EXERCISE PROMPT
For the string "insert", find every matching line in the records and copy it.

INFORMATION

impl<'a> CameraSession<'a> {
    fn new(cam: &'a Camera<'a>, mut active: ActiveCamera<'a>, id: String) -> Self {
        let completions = active.subscribe_request_completed();
        Self {
            cam,
            active,
            id,
            completions,
            callback: None,
            config: None,
            role: StreamRole::StillCapture,
            stream: None,
            _allocator: None,
            unattached: Vec::new(),
            allocation: 0,
            idle: HashMap::new(),
            queued: HashMap::new(),
            streaming: false,
        }
    }

    fn serve(&mut self, mgr: &CameraManager, commands: &Receiver<Command>) -> Flow {
        loop {
            let command = if self.streaming {
                match self.completions.recv_timeout(COMPLETION_POLL) {
                    Ok(request) => self.complete(request),
                    Err(RecvTimeoutError::Timeout) => {}
                    Err(RecvTimeoutError::Disconnected) => {
                        error!(camera = %self.id, "Completion channel disconnected");
                        self.streaming = false;
                    }
                }
                match commands.try_recv() {
                    Ok(command) => command,
                    Err(TryRecvError::Empty) => continue,
                    Err(TryRecvError::Disconnected) => return Flow::Shutdown,
                }
            } else {
                match commands.recv() {
                    Ok(command) => command,
                    Err(_) => return Flow::Shutdown,
                }
            };

            match command {
                Command::ListCameras(reply) => {
                    let _ = reply.send(Ok(camera_ids(mgr)));
                }
                Command::Acquire(id, reply) => {
                    let error = if id == self.id {
                        CaptureError::DeviceBusy(id)
                    } else {
                        CaptureError::DeviceBusy(format!(
                            "{} (camera {} is held by this manager)",
                            id, self.id
                        ))
                    };
                    let _ = reply.send(Err(error));
                }
                Command::SetCallback(callback) => self.callback = Some(callback),
                Command::GenerateConfiguration(role, reply) => {
                    let _ = reply.send(self.generate_configuration(role));
                }
                Command::Validate(config, reply) => {
                    let _ = reply.send(self.validate(config));
                }
                Command::Configure(config, reply) => {
                    let _ = reply.send(self.configure(&config));
                }
                Command::Allocate(reply) => {
                    let _ = reply.send(self.allocate());
                }
                Command::Free(reply) => {
                    let _ = reply.send(self.free());
                }
                Command::CreateRequest(cookie, reply) => {
                    let _ = reply.send(self.create_request(cookie));
                }
                Command::AttachBuffer {
                    cookie,
                    index,
                    allocation,
                    reply,
                } => {
                    let _ = reply.send(self.attach_buffer(cookie, index, allocation));
                }
                Command::Start(reply) => {
                    let _ = reply.send(self.start());
                }
                Command::Queue(request) => self.queue(request),
                Command::Stop(reply) => {
                    let _ = reply.send(self.stop());
                }
                Command::Release(reply) => {
                    self.shutdown();
                    info!(camera = %self.id, "Camera released");
                    let _ = reply.send(Ok(()));
                    return Flow::Released;
                }
                Command::Shutdown => return Flow::Shutdown,
            }
        }
    }

    fn generate_configuration(&mut self, role: StreamRole) -> CaptureResult<StreamConfiguration> {
        let mut config = self
            .cam
            .generate_configuration(&[stream_role(role)])
            .ok_or_else(|| {
                CaptureError::ConfigurationUnavailable(format!("no configuration for role {}", role))
            })?;

        // Ask for a layout the decoder understands; validation settles the rest
        if let Some(mut cfg) = config.get_mut(0)
            && from_libcamera(cfg.get_pixel_format()).is_none()
        {
            debug!(
                format = %format_name(cfg.get_pixel_format()),
                "Default pixel format not decodable, requesting YUV420"
            );
            cfg.set_pixel_format(to_libcamera(PixelFormat::I420));
        }

        let ours = read_configuration(&config, role).ok_or_else(|| {
            CaptureError::ConfigurationUnavailable("empty camera configuration".to_string())
        })?;
        self.config = Some(config);
        self.role = role;
        Ok(ours)
    }

    fn validate(
        &mut self,
        mut requested: StreamConfiguration,
    ) -> CaptureResult<(StreamConfiguration, ConfigurationStatus)> {
        let role = self.role;
        let config = self.config_for(&requested)?;
        let status = match config.validate() {
            CameraConfigurationStatus::Valid => ConfigurationStatus::Valid,
            CameraConfigurationStatus::Adjusted => ConfigurationStatus::Adjusted,
            CameraConfigurationStatus::Invalid => ConfigurationStatus::Invalid,
        };
        match read_configuration(config, role) {
            Some(adjusted) => Ok((adjusted, status)),
            None => {
                // Driver picked a layout we cannot decode; keep the request
                requested.role = role;
                Ok((requested, ConfigurationStatus::Invalid))
            }
        }
    }

    fn configure(&mut self, requested: &StreamConfiguration) -> CaptureResult<StreamFormat> {
        if self.streaming {
            return Err(CaptureError::ConfigurationRejected(
                "camera is streaming".to_string(),
            ));
        }
        let role = self.role;
        self.config_for(requested)?;
        let Some(config) = self.config.as_mut() else {
            return Err(CaptureError::ConfigurationRejected(
                "no configuration generated".to_string(),
            ));
        };
        self.active
            .configure(config)
            .map_err(|e| CaptureError::ConfigurationRejected(format!("{}: {}", self.id, e)))?;

        let applied = read_configuration(config, role).ok_or_else(|| {
            CaptureError::ConfigurationRejected("configured pixel format is not decodable".to_string())
        })?;
        self.stream = config.get(0).and_then(|cfg| cfg.stream());
        if self.stream.is_none() {
            return Err(CaptureError::ConfigurationRejected(
                "configured stream is missing".to_string(),
            ));
        }

        let format = StreamFormat::from_configuration(&applied);
        info!(
            camera = %self.id,
            config = config.to_string_repr(),
            "Configuration applied"
        );
        Ok(format)
    }

    /// Copy our fields into the generated libcamera configuration
    fn config_for(&mut self, requested: &StreamConfiguration) -> CaptureResult<&mut CameraConfiguration> {
        let config = self.config.as_mut().ok_or_else(|| {
            CaptureError::InvalidState("no configuration generated".to_string())
        })?;
        if let Some(mut cfg) = config.get_mut(0) {
            cfg.set_pixel_format(to_libcamera(requested.pixel_format));
            cfg.set_size(libcamera::geometry::Size::new(
                requested.size.width,
                requested.size.height,
            ));
            if requested.buffer_count > 0 {
                cfg.set_buffer_count(requested.buffer_count);
            }
        }
        Ok(config)
    }

    fn allocate(&mut self) -> CaptureResult<Vec<Arc<FrameBuffer>>> {
        if self.streaming {
            return Err(CaptureError::AllocationFailed("camera is streaming".to_string()));
        }
        if self.stream.is_none() {
            return Err(CaptureError::AllocationFailed(
                "camera is not configured".to_string(),
            ));
        }
        self.free()?;

        let mut allocator = FrameBufferAllocator::new(self.cam);
        let Some(stream) = self.stream.as_ref() else {
            return Err(CaptureError::AllocationFailed(
                "camera is not configured".to_string(),
            ));
        };
        let buffers = allocator
            .alloc(stream)
            .map_err(|e| CaptureError::AllocationFailed(format!("{}: {}", self.id, e)))?;

        self.allocation += 1;
        let mut ours = Vec::with_capacity(buffers.len());
        for (index, buffer) in buffers.iter().enumerate() {
            ours.push(Arc::new(describe_buffer(index, self.allocation, buffer)?));
        }

        debug!(camera = %self.id, count = buffers.len(), "Frame buffers allocated");
        self.unattached = buffers.into_iter().map(Some).collect();
        self._allocator = Some(allocator);
        Ok(ours)
    }

    fn free(&mut self) -> CaptureResult<()> {
        if self.streaming {
            return Err(CaptureError::InvalidState(
                "cannot free buffers while streaming".to_string(),
            ));
        }
        // Requests own their attached buffers
        self.idle.clear();
        self.queued.clear();
        self.unattached.clear();
        self._allocator = None;
        Ok(())
    }

    fn create_request(&mut self, cookie: u64) -> CaptureResult<()> {
        if self.idle.contains_key(&cookie) {
            return Err(CaptureError::RequestCreationFailed(format!(
                "request {} already exists",
                cookie
            )));
        }
        let request = self.active.create_request(Some(cookie)).ok_or_else(|| {
            CaptureError::RequestCreationFailed(format!("{}: request {}", self.id, cookie))
        })?;
        self.idle.insert(cookie, request);
        Ok(())
    }

    fn attach_buffer(&mut self, cookie: u64, index: usize, allocation: u64) -> CaptureResult<()> {
        if allocation != self.allocation {
            return Err(CaptureError::BufferBindingFailed(format!(
                "buffer {} belongs to a freed allocation",
                index
            )));
        }
        let stream = self.stream.as_ref().ok_or_else(|| {
            CaptureError::BufferBindingFailed("camera is not configured".to_string())
        })?;
        let request = self.idle.get_mut(&cookie).ok_or_else(|| {
            CaptureError::BufferBindingFailed(format!("unknown request {}", cookie))
        })?;
        let buffer = self
            .unattached
            .get_mut(index)
            .and_then(Option::take)
            .ok_or_else(|| {
                CaptureError::BufferBindingFailed(format!("buffer {} is not available", index))
            })?;
        request
            .add_buffer(stream, buffer)
            .map_err(|e| CaptureError::BufferBindingFailed(format!("buffer {}: {}", index, e)))
    }

    fn start(&mut self) -> CaptureResult<()> {
        if self.streaming {
            return Ok(());
        }
        self.active
            .start(None)
            .map_err(|e| CaptureError::StartFailed(format!("{}: {}", self.id, e)))?;
        self.streaming = true;
        info!(camera = %self.id, "Camera started");
        Ok(())
    }

    fn queue(&mut self, mut request: Request) {
        let cookie = request.cookie();
        if !self.streaming {
            debug!(cookie, "Request queued after stop, cancelling");
            request.cancel();
            self.deliver(request);
            return;
        }
        let Some(lc_request) = self.idle.remove(&cookie) else {
            warn!(cookie, "No libcamera request for cookie, cancelling");
            request.cancel();
            self.deliver(request);
            return;
        };

        match self.active.queue_request(lc_request) {
            Ok(()) => {
                self.queued.insert(cookie, request);
            }
            Err((lc_request, e)) => {
                warn!(cookie, error = %e, "Failed to queue request");
                self.idle.insert(cookie, lc_request);
                request.cancel();
                self.deliver(request);
            }
        }
    }

    /// Translate one completed libcamera request and hand it to the callback
    fn complete(&mut self, mut lc_request: LcRequest) {
        let cookie = lc_request.cookie();
        let Some(mut request) = self.queued.remove(&cookie) else {
            warn!(cookie, "Completion for an unknown request");
            lc_request.reuse(ReuseFlag::REUSE_BUFFERS);
            self.idle.insert(cookie, lc_request);
            return;
        };

        match lc_request.status() {
            LcRequestStatus::Complete => {
                let metadata = self
                    .stream
                    .as_ref()
                    .and_then(|stream| lc_request.buffer::<LcFrameBuffer>(stream))
                    .and_then(|buffer| buffer.metadata())
                    .map(|m| FrameMetadata {
                        sequence: m.sequence(),
                        timestamp: Duration::from_nanos(m.timestamp()),
                        bytes_used: m
                            .planes()
                            .into_iter()
                            .map(|plane| plane.bytes_used as usize)
                            .collect(),
                    })
                    .unwrap_or_else(|| FrameMetadata {
                        sequence: lc_request.sequence(),
                        ..FrameMetadata::default()
                    });
                request.complete(metadata);
            }
            status => {
                debug!(cookie, status = ?status, "Request did not complete");
                request.cancel();
            }
        }

        lc_request.reuse(ReuseFlag::REUSE_BUFFERS);
        self.idle.insert(cookie, lc_request);
        self.deliver(request);
    }

    fn deliver(&mut self, request: Request) {
        match self.callback.as_mut() {
            Some(callback) => callback(request),
            None => debug!(cookie = request.cookie(), "No completion subscriber"),
        }
    }

    /// Stop streaming; every queued request comes back cancelled before this returns
    fn stop(&mut self) -> CaptureResult<()> {
        if !self.streaming {
            return Ok(());
        }
        self.streaming = false;
        let result = self
            .active
            .stop()
            .map_err(|e| CaptureError::InvalidState(format!("stop {}: {}", self.id, e)));

        while let Ok(lc_request) = self.completions.try_recv() {
            self.complete(lc_request);
        }
        let leftover: Vec<u64> = self.queued.keys().copied().collect();
        for cookie in leftover {
            if let Some(mut request) = self.queued.remove(&cookie) {
                request.cancel();
                self.deliver(request);
            }
        }
        info!(camera = %self.id, "Camera stopped");
        result
    }

    /// Stop and free; the camera itself is released when the session drops
    fn shutdown(&mut self) {
        if let Err(e) = self.stop() {
            warn!(camera = %self.id, error = %e, "Failed to stop camera");
        }
        let _ = self.free();
        self.config = None;
        self.stream = None;
        self.callback = None;
    }
}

OUTPUT
        self.idle.insert(cookie, request);
                self.queued.insert(cookie, request);
                self.idle.insert(cookie, lc_request);
            self.idle.insert(cookie, lc_request);
        self.idle.insert(cookie, lc_request);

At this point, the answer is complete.